Thanksgiving 1996

   
     I awaken with a simple desire: to pick up where I left off in Final Fantasy III. I am finally getting around to playing the game, two years after its initial release, in the fallow period before I get my Nintendo 64 for Christmas. I am borrowing my friend's copy, as well as a gargantuan strategy guide he has downloaded from the primordial internet that is approximately the size of the FBI's file on the John F. Kennedy assassination. These few late autumn days off from school give me the precious time I need to take on this adventure that some say lasts upwards of a hundred hours. I have spent the last several wandering back and forth through a small patch of forest fighting dinosaurs.
     I'm still adjusting to my environment. Just a few months ago, my family moved on up from our mobile home of ten years to a two-story townhouse on the other side of the city. Though I'm still rather annoyed that we never went back to retrieve the rest of my belongings as promised (R.I.P. Teddy Ruxpin and Grubby), we did snag the important stuff, and I no longer have to remain on the same floor as my parents. A fair trade, I suppose.
     From downstairs, the orchestral refrain of the Fox Sports anthem announces the commencement of the several hours of jabbering that precedes the holiday football games. It is accompanied by other traditional Thanksgiving noises: the clink of ice in a glass, the fizzy gurgle as Captain Morgan and Coca-Cola join it within the vessel, the murmured obscenities from the kitchen that will crescendo into a roar by the afternoon. I turn up the volume on my bulky black tube television, neon green dots on the screen expanding into bars as the score of FFIII swells. I make sure to keep it within reason; my mother hates video game music, and I'd like to avoid unnecessary confrontation today.

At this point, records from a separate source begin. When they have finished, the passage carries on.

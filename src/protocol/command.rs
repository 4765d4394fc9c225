//! Command definitions
//!
//! Represents commands from clients.

use serde::{Deserialize, Serialize};

/// Command types
#[derive(Debug, Clone, Copy, PartialEq, Eq)]
#[repr(u8)]
pub enum CommandType {
    ListMembers = 0x01,
    AddMember = 0x02,
    AddAchievement = 0x03,
    Ping = 0x04,
}

/// Raw file carried inside a command
#[derive(Debug, Clone, PartialEq, Eq, Serialize, Deserialize)]
pub struct Upload {
    /// Client-side file name, used only for its extension
    pub filename: String,
    pub bytes: Vec<u8>,
}

/// Fields for creating a member
#[derive(Debug, Clone, PartialEq, Eq, Serialize, Deserialize)]
pub struct NewMember {
    pub name: String,
    pub role: String,
    /// Falls back to the configured placeholder when absent
    pub avatar: Option<Upload>,
}

/// Fields for awarding an achievement
#[derive(Debug, Clone, PartialEq, Eq, Serialize, Deserialize)]
pub struct NewAchievement {
    pub member_id: u64,
    pub category: String,
    /// Required; `None` is rejected by the handler
    pub image: Option<Upload>,
}

/// A parsed command
#[derive(Debug, Clone, PartialEq, Eq)]
pub enum Command {
    /// List all members with their achievements
    ListMembers,

    /// Create a member
    AddMember(NewMember),

    /// Award an achievement
    AddAchievement(NewAchievement),

    /// Ping (health check)
    Ping,
}

impl Command {
    /// Get the command type
    pub fn command_type(&self) -> CommandType {
        match self {
            Command::ListMembers => CommandType::ListMembers,
            Command::AddMember(_) => CommandType::AddMember,
            Command::AddAchievement(_) => CommandType::AddAchievement,
            Command::Ping => CommandType::Ping,
        }
    }
}
//! Client
//!
//! Blocking client for the command protocol.

use std::io::{BufReader, BufWriter};
use std::net::TcpStream;

use crate::error::{BoardError, Result};
use crate::protocol::{read_response, write_command, Command, Response};

/// A connection to a Badgeboard server
pub struct Client {
    reader: BufReader<TcpStream>,
    writer: BufWriter<TcpStream>,
}

impl Client {
    /// Connect to `addr` (host:port)
    pub fn connect(addr: &str) -> Result<Self> {
        let stream = TcpStream::connect(addr)
            .map_err(|e| BoardError::Network(format!("failed to connect to {}: {}", addr, e)))?;
        stream.set_nodelay(true)?;

        Ok(Self {
            reader: BufReader::new(stream.try_clone()?),
            writer: BufWriter::new(stream),
        })
    }

    /// Send one command and wait for its response
    pub fn send(&mut self, command: &Command) -> Result<Response> {
        write_command(&mut self.writer, command)?;
        read_response(&mut self.reader)
    }
}
//! Configuration for Badgeboard
//!
//! Centralized configuration with sensible defaults.

use std::path::{Path, PathBuf};

use crate::error::{BoardError, Result};

/// Main configuration for a Badgeboard instance
#[derive(Debug, Clone)]
pub struct Config {
    // -------------------------------------------------------------------------
    // Storage Configuration
    // -------------------------------------------------------------------------
    /// Directory holding the CSV mirrors
    /// Internal structure:
    ///   {data_dir}/
    ///     ├── members.csv
    ///     └── achievements.csv
    pub data_dir: PathBuf,

    /// File name of the members mirror (relative to `data_dir`)
    pub members_file: String,

    /// File name of the achievements mirror (relative to `data_dir`)
    pub achievements_file: String,

    // -------------------------------------------------------------------------
    // Upload Configuration
    // -------------------------------------------------------------------------
    /// Root directory for uploaded images
    ///   {uploads_dir}/
    ///     ├── avatars/
    ///     └── achievements/
    pub uploads_dir: PathBuf,

    /// Avatar reference used when a member is created without an upload
    pub default_avatar: String,

    /// Largest accepted upload (in bytes)
    pub max_upload_bytes: usize,

    // -------------------------------------------------------------------------
    // Network Configuration
    // -------------------------------------------------------------------------
    /// TCP listen address
    pub listen_addr: String,

    /// Number of connection worker threads
    pub workers: usize,

    /// Connection read timeout (milliseconds, 0 disables)
    pub read_timeout_ms: u64,

    /// Connection write timeout (milliseconds, 0 disables)
    pub write_timeout_ms: u64,
}

impl Default for Config {
    fn default() -> Self {
        Self {
            data_dir: PathBuf::from("./data"),
            members_file: "members.csv".to_string(),
            achievements_file: "achievements.csv".to_string(),
            uploads_dir: PathBuf::from("./uploads"),
            default_avatar: "assets/images/avatar.svg".to_string(),
            max_upload_bytes: 10 * 1024 * 1024, // 10 MB
            listen_addr: "127.0.0.1:5000".to_string(),
            workers: 8,
            read_timeout_ms: 30_000,
            write_timeout_ms: 5000,
        }
    }
}

impl Config {
    /// Create a new config builder
    pub fn builder() -> ConfigBuilder {
        ConfigBuilder::default()
    }

    /// Full path of the members mirror
    pub fn members_path(&self) -> PathBuf {
        self.data_dir.join(&self.members_file)
    }

    /// Full path of the achievements mirror
    pub fn achievements_path(&self) -> PathBuf {
        self.data_dir.join(&self.achievements_file)
    }

    /// Check the settings that cannot be defaulted away at runtime
    pub fn validate(&self) -> Result<()> {
        if self.members_file.trim().is_empty() || self.achievements_file.trim().is_empty() {
            return Err(BoardError::Config(
                "data file names must not be empty".to_string(),
            ));
        }
        if self.members_file == self.achievements_file {
            return Err(BoardError::Config(format!(
                "members and achievements cannot share the file {:?}",
                self.members_file
            )));
        }
        if Path::new(&self.members_file).components().count() != 1
            || Path::new(&self.achievements_file).components().count() != 1
        {
            return Err(BoardError::Config(
                "data file names must be plain file names".to_string(),
            ));
        }
        if self.workers == 0 {
            return Err(BoardError::Config("workers must be at least 1".to_string()));
        }
        if self.max_upload_bytes == 0 {
            return Err(BoardError::Config(
                "max_upload_bytes must be positive".to_string(),
            ));
        }
        Ok(())
    }
}

/// Builder for Config
#[derive(Default)]
pub struct ConfigBuilder {
    config: Config,
}

impl ConfigBuilder {
    /// Set the data directory (root for the CSV mirrors)
    pub fn data_dir(mut self, path: impl Into<PathBuf>) -> Self {
        self.config.data_dir = path.into();
        self
    }

    /// Set the members file name
    pub fn members_file(mut self, name: impl Into<String>) -> Self {
        self.config.members_file = name.into();
        self
    }

    /// Set the achievements file name
    pub fn achievements_file(mut self, name: impl Into<String>) -> Self {
        self.config.achievements_file = name.into();
        self
    }

    /// Set the uploads root directory
    pub fn uploads_dir(mut self, path: impl Into<PathBuf>) -> Self {
        self.config.uploads_dir = path.into();
        self
    }

    /// Set the placeholder avatar reference
    pub fn default_avatar(mut self, avatar: impl Into<String>) -> Self {
        self.config.default_avatar = avatar.into();
        self
    }

    /// Set the upload size limit (in bytes)
    pub fn max_upload_bytes(mut self, size: usize) -> Self {
        self.config.max_upload_bytes = size;
        self
    }

    /// Set the upload size limit in whole megabytes
    ///
    /// Fails with `Config` when the byte count does not fit in `usize`.
    pub fn max_upload_mb(self, mb: usize) -> Result<Self> {
        let bytes = mb.checked_mul(1024 * 1024).ok_or_else(|| {
            BoardError::Config(format!("upload limit of {} MB is too large", mb))
        })?;
        Ok(self.max_upload_bytes(bytes))
    }

    /// Set the TCP listen address
    pub fn listen_addr(mut self, addr: impl Into<String>) -> Self {
        self.config.listen_addr = addr.into();
        self
    }

    /// Set the number of worker threads
    pub fn workers(mut self, count: usize) -> Self {
        self.config.workers = count;
        self
    }

    /// Set the read timeout (in milliseconds)
    pub fn read_timeout_ms(mut self, ms: u64) -> Self {
        self.config.read_timeout_ms = ms;
        self
    }

    /// Set the write timeout (in milliseconds)
    pub fn write_timeout_ms(mut self, ms: u64) -> Self {
        self.config.write_timeout_ms = ms;
        self
    }

    pub fn build(self) -> Config {
        self.config
    }
}
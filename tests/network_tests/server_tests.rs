//! Tests for the request handler and TCP server
//!
//! These tests verify:
//! - Input validation and status mapping in the handler
//! - Upload handling and the default avatar
//! - A full client/server exchange over TCP

use std::fs;
use std::path::Path;
use std::sync::Arc;
use std::thread;

use badgeboard::network::{Client, Handler, Server};
use badgeboard::protocol::{Command, NewAchievement, NewMember, Response, Status, Upload};
use badgeboard::uploads::UploadNamer;
use badgeboard::{Config, RecordStore};
use tempfile::TempDir;

// =============================================================================
// Helper Functions
// =============================================================================

fn test_config(temp: &TempDir) -> Config {
    Config::builder()
        .data_dir(temp.path().join("data"))
        .uploads_dir(temp.path().join("uploads"))
        .listen_addr("127.0.0.1:0")
        .workers(2)
        .read_timeout_ms(5000)
        .build()
}

fn setup_handler() -> (TempDir, Arc<RecordStore>, Handler) {
    let temp_dir = TempDir::new().unwrap();
    let config = test_config(&temp_dir);
    let store = Arc::new(RecordStore::open(&config).unwrap());
    let uploads = UploadNamer::open(&config).unwrap();
    let handler = Handler::new(Arc::clone(&store), uploads, &config);
    (temp_dir, store, handler)
}

fn add_member(name: &str, role: &str, avatar: Option<Upload>) -> Command {
    Command::AddMember(NewMember {
        name: name.to_string(),
        role: role.to_string(),
        avatar,
    })
}

fn add_achievement(member_id: u64, category: &str, image: Option<Upload>) -> Command {
    Command::AddAchievement(NewAchievement {
        member_id,
        category: category.to_string(),
        image,
    })
}

fn png(name: &str) -> Option<Upload> {
    Some(Upload {
        filename: name.to_string(),
        bytes: b"fake-png".to_vec(),
    })
}

fn error_message(response: &Response) -> String {
    response.json().unwrap()["error"].as_str().unwrap().to_string()
}

// =============================================================================
// Handler Tests
// =============================================================================

#[test]
fn test_ping() {
    let (_temp, _store, handler) = setup_handler();

    let response = handler.handle(Command::Ping);

    assert_eq!(response.status, Status::Ok);
    assert_eq!(response.payload.as_deref(), Some(&b"PONG"[..]));
}

#[test]
fn test_add_member_uses_default_avatar() {
    let (_temp, store, handler) = setup_handler();

    let response = handler.handle(add_member("Ann", "Lead", None));

    assert_eq!(response.status, Status::Ok);
    let body = response.json().unwrap();
    assert_eq!(body["success"], true);
    assert_eq!(body["data"]["id"], 1);
    assert_eq!(body["data"]["sort_order"], 1);
    assert_eq!(body["data"]["avatar"], "assets/images/avatar.svg");
    assert_eq!(body["data"]["achievements"], serde_json::json!([]));
    assert_eq!(store.member_count(), 1);
}

#[test]
fn test_add_member_stores_avatar_upload() {
    let (_temp, store, handler) = setup_handler();

    let response = handler.handle(add_member("Ann", "Lead", png("ann.png")));

    assert_eq!(response.status, Status::Ok);
    let avatar = store.list_members()[0].avatar.clone();
    assert!(avatar.ends_with(".png"));
    assert!(Path::new(&avatar).parent().unwrap().ends_with("avatars"));
    assert_eq!(fs::read(&avatar).unwrap(), b"fake-png");
}

#[test]
fn test_add_member_requires_name_and_role() {
    let (_temp, store, handler) = setup_handler();

    for command in [add_member("", "Lead", None), add_member("Ann", "   ", None)] {
        let response = handler.handle(command);
        assert_eq!(response.status, Status::BadRequest);
        assert_eq!(error_message(&response), "name and role are required");
    }
    assert_eq!(store.member_count(), 0);
}

#[test]
fn test_add_achievement_requires_image_and_category() {
    let (_temp, store, handler) = setup_handler();
    handler.handle(add_member("Ann", "Lead", None));

    let missing_image = handler.handle(add_achievement(1, "positive", None));
    let missing_category = handler.handle(add_achievement(1, "", png("b.png")));

    assert_eq!(missing_image.status, Status::BadRequest);
    assert_eq!(error_message(&missing_image), "image file is required");
    assert_eq!(missing_category.status, Status::BadRequest);
    assert_eq!(error_message(&missing_category), "category is required");
    assert_eq!(store.achievement_count(), 0);
}

#[test]
fn test_text_fields_are_stored_as_sent() {
    let (_temp, store, handler) = setup_handler();

    let member = handler.handle(add_member(" Ann ", "Lead\t", None));
    assert_eq!(member.status, Status::Ok);
    assert_eq!(member.json().unwrap()["data"]["name"], " Ann ");

    let badge = handler.handle(add_achievement(1, " positive", png("b.png")));
    assert_eq!(badge.status, Status::Ok);

    let members = store.list_members();
    assert_eq!(members[0].name, " Ann ");
    assert_eq!(members[0].role, "Lead\t");
    assert_eq!(members[0].achievements[0].category, " positive");
}

#[test]
fn test_add_achievement_unknown_member_is_not_found() {
    let (_temp, store, handler) = setup_handler();

    let response = handler.handle(add_achievement(99, "negative", png("x.png")));

    assert_eq!(response.status, Status::NotFound);
    assert!(error_message(&response).contains("99"));
    assert_eq!(store.achievement_count(), 0);
}

#[test]
fn test_oversized_upload_is_bad_request() {
    let temp_dir = TempDir::new().unwrap();
    let config = Config::builder()
        .data_dir(temp_dir.path().join("data"))
        .uploads_dir(temp_dir.path().join("uploads"))
        .max_upload_bytes(4)
        .build();
    let store = Arc::new(RecordStore::open(&config).unwrap());
    let handler = Handler::new(Arc::clone(&store), UploadNamer::open(&config).unwrap(), &config);

    let response = handler.handle(add_member("Ann", "Lead", png("ann.png")));

    assert_eq!(response.status, Status::BadRequest);
    assert_eq!(store.member_count(), 0);
}

#[test]
fn test_list_members_body() {
    let (_temp, _store, handler) = setup_handler();
    handler.handle(add_member("Ann", "Lead", None));
    handler.handle(add_member("Bob", "Dev", None));
    handler.handle(add_achievement(2, "positive", png("b.png")));

    let body = handler.handle(Command::ListMembers).json().unwrap();

    let data = body["data"].as_array().unwrap();
    assert_eq!(data.len(), 2);
    assert_eq!(data[0]["name"], "Ann");
    assert_eq!(data[1]["name"], "Bob");
    let badges = data[1]["achievements"].as_array().unwrap();
    assert_eq!(badges.len(), 1);
    assert_eq!(badges[0]["member_id"], 2);
    assert_eq!(badges[0]["category"], "positive");
    assert!(badges[0]["created_at"].as_str().unwrap().ends_with('Z'));
}

// =============================================================================
// Server Tests
// =============================================================================

#[test]
fn test_server_round_trip() {
    let temp_dir = TempDir::new().unwrap();
    let config = test_config(&temp_dir);
    let store = Arc::new(RecordStore::open(&config).unwrap());
    let handler = Arc::new(Handler::new(
        Arc::clone(&store),
        UploadNamer::open(&config).unwrap(),
        &config,
    ));

    let server = Server::bind(config, handler).unwrap();
    let addr = server.local_addr().unwrap().to_string();
    let shutdown = server.shutdown_handle();
    let server_thread = thread::spawn(move || server.run());

    {
        let mut client = Client::connect(&addr).unwrap();

        let pong = client.send(&Command::Ping).unwrap();
        assert_eq!(pong.payload.as_deref(), Some(&b"PONG"[..]));

        let created = client.send(&add_member("Ann", "Lead", None)).unwrap();
        assert_eq!(created.status, Status::Ok);

        let awarded = client
            .send(&add_achievement(1, "positive", png("badge.png")))
            .unwrap();
        assert_eq!(awarded.status, Status::Ok);
        assert_eq!(awarded.json().unwrap()["data"]["id"], 1);

        let rejected = client
            .send(&add_achievement(99, "negative", png("x.png")))
            .unwrap();
        assert_eq!(rejected.status, Status::NotFound);

        let listed = client.send(&Command::ListMembers).unwrap().json().unwrap();
        assert_eq!(listed["data"][0]["achievements"].as_array().unwrap().len(), 1);
    }

    // A second connection sees the same store
    {
        let mut client = Client::connect(&addr).unwrap();
        let listed = client.send(&Command::ListMembers).unwrap().json().unwrap();
        assert_eq!(listed["data"].as_array().unwrap().len(), 1);
    }

    shutdown.store(true, std::sync::atomic::Ordering::Relaxed);
    server_thread.join().unwrap().unwrap();

    assert_eq!(store.member_count(), 1);
    assert_eq!(store.achievement_count(), 1);
}

#[test]
fn test_server_bind_rejects_zero_workers() {
    let temp_dir = TempDir::new().unwrap();
    let config = Config::builder()
        .data_dir(temp_dir.path().join("data"))
        .uploads_dir(temp_dir.path().join("uploads"))
        .listen_addr("127.0.0.1:0")
        .build();
    let store = Arc::new(RecordStore::open(&config).unwrap());
    let handler = Arc::new(Handler::new(store, UploadNamer::open(&config).unwrap(), &config));

    let mut bad = config.clone();
    bad.workers = 0;

    assert!(Server::bind(bad, handler).is_err());
}
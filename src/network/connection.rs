//! Connection Handler
//!
//! Serves one client connection.

use std::io::{BufReader, BufWriter, ErrorKind};
use std::net::TcpStream;
use std::sync::Arc;
use std::time::Duration;

use crate::error::{BoardError, Result};
use crate::protocol::{read_command, write_response, Response};

use super::Handler;

/// Handles a single client connection
pub struct Connection {
    /// TCP stream reader (buffered for efficiency)
    reader: BufReader<TcpStream>,

    /// TCP stream writer (buffered for efficiency)
    writer: BufWriter<TcpStream>,

    /// Shared request handler
    handler: Arc<Handler>,

    /// Peer address for logging
    peer_addr: String,
}

impl Connection {
    /// Create a new connection handler
    pub fn new(stream: TcpStream, handler: Arc<Handler>) -> Result<Self> {
        let peer_addr = stream
            .peer_addr()
            .map(|a| a.to_string())
            .unwrap_or_else(|_| "unknown".to_string());

        stream.set_nodelay(true)?;

        let read_stream = stream.try_clone()?;
        let write_stream = stream;

        Ok(Self {
            reader: BufReader::new(read_stream),
            writer: BufWriter::new(write_stream),
            handler,
            peer_addr,
        })
    }

    /// Configure connection timeouts (0 leaves a direction unbounded)
    pub fn set_timeouts(&mut self, read_ms: u64, write_ms: u64) -> Result<()> {
        if read_ms > 0 {
            self.reader
                .get_ref()
                .set_read_timeout(Some(Duration::from_millis(read_ms)))?;
        }
        if write_ms > 0 {
            self.writer
                .get_ref()
                .set_write_timeout(Some(Duration::from_millis(write_ms)))?;
        }
        Ok(())
    }

    /// Handle the connection (blocking until closed)
    ///
    /// Reads commands in a loop and sends responses.
    /// Returns when the client disconnects or an error occurs.
    pub fn handle(&mut self) -> Result<()> {
        tracing::debug!("Connection established from {}", self.peer_addr);

        loop {
            let command = match read_command(&mut self.reader) {
                Ok(cmd) => cmd,
                Err(BoardError::Io(ref e)) if is_disconnect(e.kind()) => {
                    tracing::debug!("Client {} disconnected", self.peer_addr);
                    return Ok(());
                }
                Err(BoardError::Io(ref e))
                    if matches!(e.kind(), ErrorKind::WouldBlock | ErrorKind::TimedOut) =>
                {
                    tracing::debug!("Read timeout for client {}", self.peer_addr);
                    return Ok(());
                }
                Err(e) => {
                    tracing::warn!("Error reading from {}: {}", self.peer_addr, e);
                    // Best effort: the peer may already be gone
                    let _ = write_response(&mut self.writer, &Response::error(&e.to_string()));
                    return Err(e);
                }
            };

            tracing::trace!("Received {:?} from {}", command.command_type(), self.peer_addr);

            let response = self.handler.handle(command);

            if let Err(e) = write_response(&mut self.writer, &response) {
                if let BoardError::Io(ref io_err) = e {
                    if is_disconnect(io_err.kind()) || io_err.kind() == ErrorKind::BrokenPipe {
                        tracing::debug!(
                            "Client {} disconnected before response could be sent: {}",
                            self.peer_addr,
                            e
                        );
                        return Ok(());
                    }
                }
                tracing::warn!("Error writing to {}: {}", self.peer_addr, e);
                return Err(e);
            }
        }
    }

    /// Get the peer address string
    pub fn peer_addr(&self) -> &str {
        &self.peer_addr
    }
}

fn is_disconnect(kind: ErrorKind) -> bool {
    matches!(
        kind,
        ErrorKind::UnexpectedEof | ErrorKind::ConnectionReset | ErrorKind::ConnectionAborted
    )
}
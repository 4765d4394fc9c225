//! # Badgeboard
//!
//! A small team achievement board with:
//! - An in-memory record store for members and their badges
//! - Referential integrity between achievements and members
//! - CSV mirrors rewritten on every mutation
//! - Single-writer/multi-reader concurrency model
//! - TCP-based client protocol
//!
//! ## Architecture Overview
//!
//! ```text
//! ┌─────────────────────────────────────────────────────────────┐
//! │                      TCP Server                              │
//! │                  (Worker Thread Pool)                        │
//! └─────────────────────┬───────────────────────────────────────┘
//!                       │
//! ┌─────────────────────▼───────────────────────────────────────┐
//! │                   Request Handler                            │
//! │          (Input Validation, Upload Naming, JSON)             │
//! └─────────────────────┬───────────────────────────────────────┘
//!                       │
//! ┌─────────────────────▼───────────────────────────────────────┐
//! │                    Record Store                              │
//! │     (RwLock: members + achievements + id allocators)         │
//! └─────────────────────┬───────────────────────────────────────┘
//!                       │  full rewrite per mutation
//!                       ▼
//!               ┌───────────────┐
//!               │ Durable Codec │
//!               │     (CSV)     │
//!               └───────────────┘
//! ```

// =============================================================================
// Module Declarations
// =============================================================================

pub mod error;
pub mod config;

pub mod model;
pub mod codec;
pub mod store;
pub mod uploads;
pub mod protocol;
pub mod network;

// =============================================================================
// Public API Re-exports
// =============================================================================

pub use error::{BoardError, Result};
pub use config::Config;
pub use model::{Achievement, Member};
pub use store::RecordStore;

// =============================================================================
// Version Info
// =============================================================================

/// Current version of Badgeboard
pub const VERSION: &str = env!("CARGO_PKG_VERSION");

     The morning passes as planned, with a minimum of contact with my family (it's a rookie mistake not to pace oneself in terms of exposure on the holidays). The Chiefs and Lions game is well underway when the hunger pangs begin a'pangin'. The roasting turkey's succulent aroma has begun wafting into my quarters, and I can resist its siren smell no longer. Reluctantly, I tear my admittedly weary eyes away from the television to head to the kitchen. It's time to indulge in the traditional Thanksgiving snacks.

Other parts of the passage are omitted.